Exercise requirements: Look through the entries below. Report each line that has the word "ApiResult" in it.

(Saved entries)

BEGIN

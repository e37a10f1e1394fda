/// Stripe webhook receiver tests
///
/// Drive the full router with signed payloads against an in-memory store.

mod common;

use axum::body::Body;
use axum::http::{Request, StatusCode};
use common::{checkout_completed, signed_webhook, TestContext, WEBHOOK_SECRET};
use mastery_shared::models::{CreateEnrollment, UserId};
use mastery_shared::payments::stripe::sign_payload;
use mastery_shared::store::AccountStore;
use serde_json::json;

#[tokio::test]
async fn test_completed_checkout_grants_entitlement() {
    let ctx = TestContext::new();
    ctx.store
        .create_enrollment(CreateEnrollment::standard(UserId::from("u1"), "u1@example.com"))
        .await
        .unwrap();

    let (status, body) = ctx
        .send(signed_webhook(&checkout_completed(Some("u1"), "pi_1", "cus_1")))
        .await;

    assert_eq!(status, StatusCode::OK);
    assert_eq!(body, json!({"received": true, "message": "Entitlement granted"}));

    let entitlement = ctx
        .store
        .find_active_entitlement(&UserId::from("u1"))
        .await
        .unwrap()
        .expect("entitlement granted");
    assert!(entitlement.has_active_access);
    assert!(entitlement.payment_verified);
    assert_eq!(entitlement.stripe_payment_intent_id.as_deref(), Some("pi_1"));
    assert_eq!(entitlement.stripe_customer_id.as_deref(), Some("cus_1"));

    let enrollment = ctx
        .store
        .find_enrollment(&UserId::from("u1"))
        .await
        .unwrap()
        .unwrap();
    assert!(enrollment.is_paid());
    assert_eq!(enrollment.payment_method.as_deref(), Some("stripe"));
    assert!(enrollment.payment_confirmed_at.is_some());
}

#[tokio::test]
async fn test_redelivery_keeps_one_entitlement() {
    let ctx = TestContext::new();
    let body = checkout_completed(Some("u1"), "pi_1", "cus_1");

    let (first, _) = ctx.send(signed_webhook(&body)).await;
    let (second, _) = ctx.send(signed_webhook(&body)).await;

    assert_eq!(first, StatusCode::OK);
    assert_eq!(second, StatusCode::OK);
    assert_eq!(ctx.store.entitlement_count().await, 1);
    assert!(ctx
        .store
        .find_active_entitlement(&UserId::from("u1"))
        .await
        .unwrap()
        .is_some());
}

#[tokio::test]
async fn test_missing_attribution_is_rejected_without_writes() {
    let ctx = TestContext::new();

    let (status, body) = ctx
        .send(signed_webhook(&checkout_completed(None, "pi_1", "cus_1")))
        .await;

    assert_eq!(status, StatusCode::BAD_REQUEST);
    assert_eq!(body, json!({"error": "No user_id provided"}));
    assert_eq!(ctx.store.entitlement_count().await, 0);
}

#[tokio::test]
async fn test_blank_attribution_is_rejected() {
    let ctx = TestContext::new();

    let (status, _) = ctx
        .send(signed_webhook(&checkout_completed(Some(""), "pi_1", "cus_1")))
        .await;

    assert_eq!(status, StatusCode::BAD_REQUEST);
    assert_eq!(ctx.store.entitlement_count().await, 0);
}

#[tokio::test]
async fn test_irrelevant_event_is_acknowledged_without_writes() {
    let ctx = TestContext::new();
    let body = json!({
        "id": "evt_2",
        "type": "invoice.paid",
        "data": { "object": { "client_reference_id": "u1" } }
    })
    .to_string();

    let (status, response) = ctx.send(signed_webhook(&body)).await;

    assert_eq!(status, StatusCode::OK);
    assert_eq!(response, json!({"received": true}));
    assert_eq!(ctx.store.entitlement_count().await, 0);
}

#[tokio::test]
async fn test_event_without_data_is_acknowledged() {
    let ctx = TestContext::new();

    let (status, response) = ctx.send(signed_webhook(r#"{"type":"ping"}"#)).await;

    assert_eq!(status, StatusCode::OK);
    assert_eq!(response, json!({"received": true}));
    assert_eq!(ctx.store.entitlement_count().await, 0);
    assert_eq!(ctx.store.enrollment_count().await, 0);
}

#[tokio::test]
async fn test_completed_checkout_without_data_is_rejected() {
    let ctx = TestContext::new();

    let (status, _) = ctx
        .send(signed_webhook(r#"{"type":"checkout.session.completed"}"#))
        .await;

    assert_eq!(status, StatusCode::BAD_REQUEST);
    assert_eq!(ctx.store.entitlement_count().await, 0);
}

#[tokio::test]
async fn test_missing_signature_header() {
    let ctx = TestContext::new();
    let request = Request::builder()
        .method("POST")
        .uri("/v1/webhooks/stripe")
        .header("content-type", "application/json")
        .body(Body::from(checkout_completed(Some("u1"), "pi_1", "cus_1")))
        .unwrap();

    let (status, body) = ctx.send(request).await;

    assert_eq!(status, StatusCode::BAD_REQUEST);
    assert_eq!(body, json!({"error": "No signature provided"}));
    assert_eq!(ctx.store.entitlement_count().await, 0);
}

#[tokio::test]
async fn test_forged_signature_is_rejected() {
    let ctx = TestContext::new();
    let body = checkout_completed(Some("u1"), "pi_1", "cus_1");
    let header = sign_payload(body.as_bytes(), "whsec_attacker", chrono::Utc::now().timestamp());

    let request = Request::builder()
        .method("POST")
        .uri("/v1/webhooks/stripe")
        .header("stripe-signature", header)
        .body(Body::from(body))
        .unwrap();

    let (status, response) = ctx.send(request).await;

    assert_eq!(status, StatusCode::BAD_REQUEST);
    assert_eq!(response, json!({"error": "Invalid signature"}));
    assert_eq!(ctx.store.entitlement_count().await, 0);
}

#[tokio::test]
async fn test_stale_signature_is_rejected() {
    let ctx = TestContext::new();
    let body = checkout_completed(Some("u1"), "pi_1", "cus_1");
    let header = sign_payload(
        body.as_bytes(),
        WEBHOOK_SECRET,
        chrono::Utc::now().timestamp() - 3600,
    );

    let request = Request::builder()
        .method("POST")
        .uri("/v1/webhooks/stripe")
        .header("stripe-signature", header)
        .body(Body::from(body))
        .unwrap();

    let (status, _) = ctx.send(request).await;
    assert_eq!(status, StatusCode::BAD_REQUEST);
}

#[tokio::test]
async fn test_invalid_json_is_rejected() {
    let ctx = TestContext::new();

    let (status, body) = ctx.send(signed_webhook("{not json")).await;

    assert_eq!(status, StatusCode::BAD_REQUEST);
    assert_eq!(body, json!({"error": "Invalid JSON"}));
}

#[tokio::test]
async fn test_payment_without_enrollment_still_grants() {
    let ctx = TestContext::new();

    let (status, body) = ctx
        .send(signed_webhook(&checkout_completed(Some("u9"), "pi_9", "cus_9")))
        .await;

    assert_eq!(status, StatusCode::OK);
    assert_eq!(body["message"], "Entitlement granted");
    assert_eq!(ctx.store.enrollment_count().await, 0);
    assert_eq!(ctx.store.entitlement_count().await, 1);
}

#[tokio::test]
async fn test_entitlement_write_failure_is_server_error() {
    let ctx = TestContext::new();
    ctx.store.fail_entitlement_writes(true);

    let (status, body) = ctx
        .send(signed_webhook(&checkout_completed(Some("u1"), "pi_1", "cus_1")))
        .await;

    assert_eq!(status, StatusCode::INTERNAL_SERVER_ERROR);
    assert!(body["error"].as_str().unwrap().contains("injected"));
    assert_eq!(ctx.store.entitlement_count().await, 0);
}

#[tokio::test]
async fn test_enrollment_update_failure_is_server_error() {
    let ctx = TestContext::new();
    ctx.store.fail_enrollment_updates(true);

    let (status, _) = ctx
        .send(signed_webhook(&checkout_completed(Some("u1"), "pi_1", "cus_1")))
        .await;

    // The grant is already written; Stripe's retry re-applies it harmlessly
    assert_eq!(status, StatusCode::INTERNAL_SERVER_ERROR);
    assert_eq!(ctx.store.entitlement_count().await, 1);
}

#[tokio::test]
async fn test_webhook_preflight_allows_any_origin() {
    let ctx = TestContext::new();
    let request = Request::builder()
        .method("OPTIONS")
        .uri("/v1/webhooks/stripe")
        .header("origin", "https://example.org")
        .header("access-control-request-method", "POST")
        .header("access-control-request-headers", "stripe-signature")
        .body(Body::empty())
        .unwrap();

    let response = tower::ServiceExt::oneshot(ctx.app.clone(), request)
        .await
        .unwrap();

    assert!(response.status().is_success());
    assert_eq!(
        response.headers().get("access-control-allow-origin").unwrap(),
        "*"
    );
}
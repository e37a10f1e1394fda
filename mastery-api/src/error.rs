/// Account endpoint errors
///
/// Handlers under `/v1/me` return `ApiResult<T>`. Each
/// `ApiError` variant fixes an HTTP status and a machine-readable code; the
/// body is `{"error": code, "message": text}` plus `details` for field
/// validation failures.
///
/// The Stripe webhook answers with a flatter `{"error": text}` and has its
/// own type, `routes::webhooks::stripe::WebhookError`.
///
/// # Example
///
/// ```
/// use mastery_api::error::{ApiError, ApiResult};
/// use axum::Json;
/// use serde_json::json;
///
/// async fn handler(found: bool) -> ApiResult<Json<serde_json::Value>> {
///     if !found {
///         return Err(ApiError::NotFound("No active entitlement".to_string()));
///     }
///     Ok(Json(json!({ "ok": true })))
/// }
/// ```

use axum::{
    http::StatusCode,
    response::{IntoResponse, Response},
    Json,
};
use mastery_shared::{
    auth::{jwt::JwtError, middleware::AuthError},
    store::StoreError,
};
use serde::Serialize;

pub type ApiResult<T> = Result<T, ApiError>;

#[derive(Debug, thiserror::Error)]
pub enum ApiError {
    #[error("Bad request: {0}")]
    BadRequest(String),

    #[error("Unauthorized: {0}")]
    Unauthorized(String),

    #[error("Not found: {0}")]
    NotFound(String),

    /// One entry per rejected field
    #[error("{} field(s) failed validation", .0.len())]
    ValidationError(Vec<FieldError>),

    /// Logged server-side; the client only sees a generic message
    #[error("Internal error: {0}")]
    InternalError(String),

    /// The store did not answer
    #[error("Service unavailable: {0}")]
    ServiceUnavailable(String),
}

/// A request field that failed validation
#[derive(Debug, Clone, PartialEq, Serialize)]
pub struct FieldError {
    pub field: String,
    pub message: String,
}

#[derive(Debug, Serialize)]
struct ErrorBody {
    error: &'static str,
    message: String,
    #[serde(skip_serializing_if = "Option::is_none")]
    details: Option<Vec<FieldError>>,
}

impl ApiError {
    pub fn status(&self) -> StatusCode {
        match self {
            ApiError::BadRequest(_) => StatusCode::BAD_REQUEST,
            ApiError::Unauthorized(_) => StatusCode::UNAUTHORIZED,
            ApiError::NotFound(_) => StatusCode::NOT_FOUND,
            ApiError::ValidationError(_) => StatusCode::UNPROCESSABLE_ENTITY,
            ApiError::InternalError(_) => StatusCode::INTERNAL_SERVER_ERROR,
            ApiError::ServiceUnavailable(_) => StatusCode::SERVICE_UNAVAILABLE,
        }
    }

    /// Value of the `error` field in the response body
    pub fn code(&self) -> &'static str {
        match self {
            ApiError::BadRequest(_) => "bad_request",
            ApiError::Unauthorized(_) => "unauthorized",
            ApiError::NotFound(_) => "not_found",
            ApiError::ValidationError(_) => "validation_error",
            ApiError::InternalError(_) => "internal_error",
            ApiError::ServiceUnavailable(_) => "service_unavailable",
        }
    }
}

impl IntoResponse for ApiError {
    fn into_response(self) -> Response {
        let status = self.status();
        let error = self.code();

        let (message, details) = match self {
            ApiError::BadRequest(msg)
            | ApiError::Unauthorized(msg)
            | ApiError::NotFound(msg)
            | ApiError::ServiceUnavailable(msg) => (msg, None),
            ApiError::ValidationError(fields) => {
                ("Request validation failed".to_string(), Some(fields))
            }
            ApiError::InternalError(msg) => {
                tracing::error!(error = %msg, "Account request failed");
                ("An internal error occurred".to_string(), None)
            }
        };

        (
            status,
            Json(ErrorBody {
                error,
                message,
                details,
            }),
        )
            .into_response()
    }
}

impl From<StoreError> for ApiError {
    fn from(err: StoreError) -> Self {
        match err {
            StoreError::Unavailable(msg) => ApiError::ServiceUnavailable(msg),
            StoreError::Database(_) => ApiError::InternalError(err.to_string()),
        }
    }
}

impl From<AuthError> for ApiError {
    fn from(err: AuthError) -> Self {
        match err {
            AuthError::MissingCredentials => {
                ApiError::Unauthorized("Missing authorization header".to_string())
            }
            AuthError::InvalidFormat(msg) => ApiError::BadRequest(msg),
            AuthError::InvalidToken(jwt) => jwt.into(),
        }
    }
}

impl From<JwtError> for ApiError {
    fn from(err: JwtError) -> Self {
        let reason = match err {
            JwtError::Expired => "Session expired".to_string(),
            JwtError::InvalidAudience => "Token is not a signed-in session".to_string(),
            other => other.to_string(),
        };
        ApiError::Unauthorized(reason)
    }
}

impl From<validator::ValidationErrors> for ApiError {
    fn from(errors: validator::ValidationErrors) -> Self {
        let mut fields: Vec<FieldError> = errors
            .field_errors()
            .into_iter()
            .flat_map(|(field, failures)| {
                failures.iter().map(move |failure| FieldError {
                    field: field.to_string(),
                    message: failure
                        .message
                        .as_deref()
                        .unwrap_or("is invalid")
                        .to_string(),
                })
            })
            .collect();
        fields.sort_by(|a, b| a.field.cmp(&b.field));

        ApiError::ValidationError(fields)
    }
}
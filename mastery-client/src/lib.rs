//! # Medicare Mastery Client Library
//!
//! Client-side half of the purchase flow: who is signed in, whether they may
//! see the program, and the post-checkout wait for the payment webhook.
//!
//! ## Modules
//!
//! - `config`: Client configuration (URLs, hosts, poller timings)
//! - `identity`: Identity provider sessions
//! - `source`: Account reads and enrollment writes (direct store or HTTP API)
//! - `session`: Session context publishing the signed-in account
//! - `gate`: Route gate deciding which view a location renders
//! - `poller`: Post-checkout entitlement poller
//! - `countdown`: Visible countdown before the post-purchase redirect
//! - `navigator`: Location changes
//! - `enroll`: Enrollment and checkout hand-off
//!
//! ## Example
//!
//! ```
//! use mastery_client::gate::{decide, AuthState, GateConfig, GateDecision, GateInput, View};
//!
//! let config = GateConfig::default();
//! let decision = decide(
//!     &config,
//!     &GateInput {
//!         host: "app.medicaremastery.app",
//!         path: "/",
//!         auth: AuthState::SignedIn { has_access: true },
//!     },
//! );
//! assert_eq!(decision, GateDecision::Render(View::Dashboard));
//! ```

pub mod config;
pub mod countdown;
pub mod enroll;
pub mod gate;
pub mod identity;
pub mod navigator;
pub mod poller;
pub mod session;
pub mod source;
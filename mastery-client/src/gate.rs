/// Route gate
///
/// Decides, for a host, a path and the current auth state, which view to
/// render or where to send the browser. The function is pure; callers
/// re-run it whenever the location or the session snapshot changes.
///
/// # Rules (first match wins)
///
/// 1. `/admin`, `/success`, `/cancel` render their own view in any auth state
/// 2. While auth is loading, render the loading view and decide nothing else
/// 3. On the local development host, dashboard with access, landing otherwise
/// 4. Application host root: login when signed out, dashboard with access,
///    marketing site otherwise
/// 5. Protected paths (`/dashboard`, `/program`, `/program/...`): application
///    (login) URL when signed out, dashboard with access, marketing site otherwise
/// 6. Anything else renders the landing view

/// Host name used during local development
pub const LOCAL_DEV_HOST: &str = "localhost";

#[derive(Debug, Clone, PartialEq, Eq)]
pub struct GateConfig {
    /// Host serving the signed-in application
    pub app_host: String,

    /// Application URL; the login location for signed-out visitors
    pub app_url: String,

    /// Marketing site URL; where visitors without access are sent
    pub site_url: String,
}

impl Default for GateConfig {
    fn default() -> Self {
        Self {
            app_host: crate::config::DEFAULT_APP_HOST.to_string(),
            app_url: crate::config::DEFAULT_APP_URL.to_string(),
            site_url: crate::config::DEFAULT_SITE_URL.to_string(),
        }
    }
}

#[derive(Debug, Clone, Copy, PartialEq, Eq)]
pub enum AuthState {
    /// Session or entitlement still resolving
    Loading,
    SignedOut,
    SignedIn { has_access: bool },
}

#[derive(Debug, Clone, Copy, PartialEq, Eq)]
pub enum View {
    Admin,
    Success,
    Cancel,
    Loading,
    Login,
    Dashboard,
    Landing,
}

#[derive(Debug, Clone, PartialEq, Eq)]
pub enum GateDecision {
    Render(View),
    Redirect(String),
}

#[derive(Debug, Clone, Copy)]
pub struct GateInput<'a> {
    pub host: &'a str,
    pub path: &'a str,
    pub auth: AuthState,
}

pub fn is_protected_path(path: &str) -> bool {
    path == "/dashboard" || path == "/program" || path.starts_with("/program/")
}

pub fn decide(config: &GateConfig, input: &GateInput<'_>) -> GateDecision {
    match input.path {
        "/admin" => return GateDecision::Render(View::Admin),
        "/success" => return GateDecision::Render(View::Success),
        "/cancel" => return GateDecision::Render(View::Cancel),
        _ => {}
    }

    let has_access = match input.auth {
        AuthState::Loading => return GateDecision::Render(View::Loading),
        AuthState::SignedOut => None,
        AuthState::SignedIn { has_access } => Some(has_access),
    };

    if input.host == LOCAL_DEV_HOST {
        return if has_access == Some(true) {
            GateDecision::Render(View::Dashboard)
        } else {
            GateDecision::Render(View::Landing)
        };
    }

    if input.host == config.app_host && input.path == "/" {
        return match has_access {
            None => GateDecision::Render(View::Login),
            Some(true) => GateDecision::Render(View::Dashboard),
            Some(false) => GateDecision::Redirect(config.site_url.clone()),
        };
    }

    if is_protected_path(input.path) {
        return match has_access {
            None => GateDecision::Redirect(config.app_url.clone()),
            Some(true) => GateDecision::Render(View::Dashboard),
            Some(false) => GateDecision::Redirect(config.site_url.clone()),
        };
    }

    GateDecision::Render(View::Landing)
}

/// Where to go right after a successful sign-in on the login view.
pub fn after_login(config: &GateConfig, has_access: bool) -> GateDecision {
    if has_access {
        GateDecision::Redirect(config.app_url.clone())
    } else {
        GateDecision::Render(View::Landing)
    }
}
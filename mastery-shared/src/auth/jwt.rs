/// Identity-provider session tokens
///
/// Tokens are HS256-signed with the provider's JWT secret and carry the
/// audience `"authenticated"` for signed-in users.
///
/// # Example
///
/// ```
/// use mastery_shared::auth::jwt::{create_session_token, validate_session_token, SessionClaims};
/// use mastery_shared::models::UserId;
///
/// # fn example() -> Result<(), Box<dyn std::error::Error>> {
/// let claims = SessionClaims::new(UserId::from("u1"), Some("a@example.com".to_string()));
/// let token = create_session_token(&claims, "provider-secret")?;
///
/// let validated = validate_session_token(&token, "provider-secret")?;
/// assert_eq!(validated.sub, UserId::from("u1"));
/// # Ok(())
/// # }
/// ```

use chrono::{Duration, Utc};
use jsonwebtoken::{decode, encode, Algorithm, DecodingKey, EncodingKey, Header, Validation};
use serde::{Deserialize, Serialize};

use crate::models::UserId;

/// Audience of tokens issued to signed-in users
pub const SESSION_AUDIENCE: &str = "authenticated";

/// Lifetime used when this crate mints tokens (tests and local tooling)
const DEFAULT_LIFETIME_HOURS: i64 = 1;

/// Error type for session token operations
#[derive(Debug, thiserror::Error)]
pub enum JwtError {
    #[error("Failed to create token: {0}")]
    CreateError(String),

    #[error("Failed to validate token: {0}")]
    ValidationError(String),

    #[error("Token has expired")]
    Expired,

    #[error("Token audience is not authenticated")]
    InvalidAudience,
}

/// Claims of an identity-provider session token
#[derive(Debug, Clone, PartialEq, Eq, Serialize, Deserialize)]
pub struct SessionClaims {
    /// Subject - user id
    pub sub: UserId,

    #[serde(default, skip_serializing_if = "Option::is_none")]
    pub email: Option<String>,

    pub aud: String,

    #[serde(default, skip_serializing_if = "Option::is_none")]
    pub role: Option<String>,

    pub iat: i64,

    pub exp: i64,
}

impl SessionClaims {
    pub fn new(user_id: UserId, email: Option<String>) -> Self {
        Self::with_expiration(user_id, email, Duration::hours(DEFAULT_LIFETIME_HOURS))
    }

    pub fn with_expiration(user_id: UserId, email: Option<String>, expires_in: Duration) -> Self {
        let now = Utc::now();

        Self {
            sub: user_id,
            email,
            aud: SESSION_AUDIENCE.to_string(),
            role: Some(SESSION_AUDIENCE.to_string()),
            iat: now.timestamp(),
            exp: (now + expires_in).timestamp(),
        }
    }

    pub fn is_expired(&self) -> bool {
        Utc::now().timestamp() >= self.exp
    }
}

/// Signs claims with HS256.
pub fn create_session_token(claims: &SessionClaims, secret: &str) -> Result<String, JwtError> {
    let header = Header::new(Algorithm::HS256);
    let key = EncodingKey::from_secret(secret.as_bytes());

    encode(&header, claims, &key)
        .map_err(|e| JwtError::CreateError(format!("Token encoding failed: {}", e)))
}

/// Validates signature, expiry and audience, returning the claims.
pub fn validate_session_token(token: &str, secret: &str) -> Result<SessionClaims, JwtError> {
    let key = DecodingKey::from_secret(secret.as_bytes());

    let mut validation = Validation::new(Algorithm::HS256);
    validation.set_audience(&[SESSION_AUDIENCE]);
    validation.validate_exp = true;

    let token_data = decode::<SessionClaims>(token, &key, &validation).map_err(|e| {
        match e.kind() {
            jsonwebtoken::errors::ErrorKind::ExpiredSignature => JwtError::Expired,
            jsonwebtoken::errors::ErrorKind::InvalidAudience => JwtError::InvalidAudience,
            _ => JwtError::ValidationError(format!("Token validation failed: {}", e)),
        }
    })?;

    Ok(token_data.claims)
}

END

Response area:
/// Handlers under `/v1/me` return `ApiResult<T>`. Each
/// use mastery_api::error::{ApiError, ApiResult};
/// async fn handler(found: bool) -> ApiResult<Json<serde_json::Value>> {
pub type ApiResult<T> = Result<T, ApiError>;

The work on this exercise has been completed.